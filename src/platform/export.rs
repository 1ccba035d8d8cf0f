//! Turning the current state of a namespace into a template.

use tracing::debug;

use super::{Export, Exporter};
use crate::error::{Error, ParseError, Result};
use crate::fieldpath::{Path, PathElement};
use crate::resource::{parse_documents, unwrap_container, ResourceFilter, ResourceItem, Source};
use crate::value::{to_yaml, Map, Value};

/// Exports the resources matching `filter` as a YAML template.
///
/// The export may be a `Template` or a `List` of resources. Every object is
/// normalized like a platform item, objects not satisfying the filter are
/// dropped and the template's own metadata is removed. Returns an empty string
/// when nothing was found.
pub fn export_as_template<E: Exporter + ?Sized>(
    exporter: &E,
    filter: &ResourceFilter,
    namespace: &str,
) -> Result<String> {
    let document = match exporter.export(filter, namespace)? {
        Export::NoResourcesFound => return Ok(String::new()),
        Export::Document(document) => document,
    };
    let mut documents = parse_documents(&document)?.into_iter();
    let Some(first) = documents.next() else {
        return Ok(String::new());
    };

    let objects_path = Path::from_elements(vec![PathElement::field_name("objects")]);
    let (mut template, mut objects) = if is_template(&first) {
        let mut template = first;
        let objects = match template.get_path_mut(&objects_path) {
            Some(Value::List(objects)) => std::mem::take(objects),
            None | Some(Value::Null) => Vec::new(),
            Some(other) => {
                return Err(ParseError::new(format!(
                    "objects of exported template must be a list, got {}",
                    other.type_name()
                ))
                .into())
            }
        };
        (template, objects)
    } else {
        (empty_template(), unwrap_container(first)?)
    };
    for document in documents {
        objects.extend(unwrap_container(document)?);
    }

    let mut kept = Vec::with_capacity(objects.len());
    for object in objects {
        let item = ResourceItem::new(object, Source::Platform)?;
        if filter.satisfied_by(&item) {
            kept.push(item.config);
        } else {
            debug!(item = %item.full_name(), "dropping item not matching filter");
        }
    }
    debug!(count = kept.len(), "exported objects");

    template.set_path(&objects_path, Value::List(kept))?;
    template.delete_path(&Path::from_elements(vec![PathElement::field_name("metadata")]));

    to_yaml(&template).map_err(|e| Error::render("template", e))
}

fn is_template(document: &Value) -> bool {
    document.as_map().and_then(|m| m.get("kind")).and_then(Value::as_str) == Some("Template")
}

fn empty_template() -> Value {
    let mut template = Map::new();
    template.set("apiVersion".into(), Value::from("v1"));
    template.set("kind".into(), Value::from("Template"));
    template.set("objects".into(), Value::List(Vec::new()));
    Value::Map(template)
}
pub mod photo;
pub mod people;
pub mod face;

* **What you will do**: List all lines in the material containing the string "ResourceItem".

* **Your response**:
use crate::resource::{parse_documents, unwrap_container, ResourceFilter, ResourceItem, Source};
        let item = ResourceItem::new(object, Source::Platform)?;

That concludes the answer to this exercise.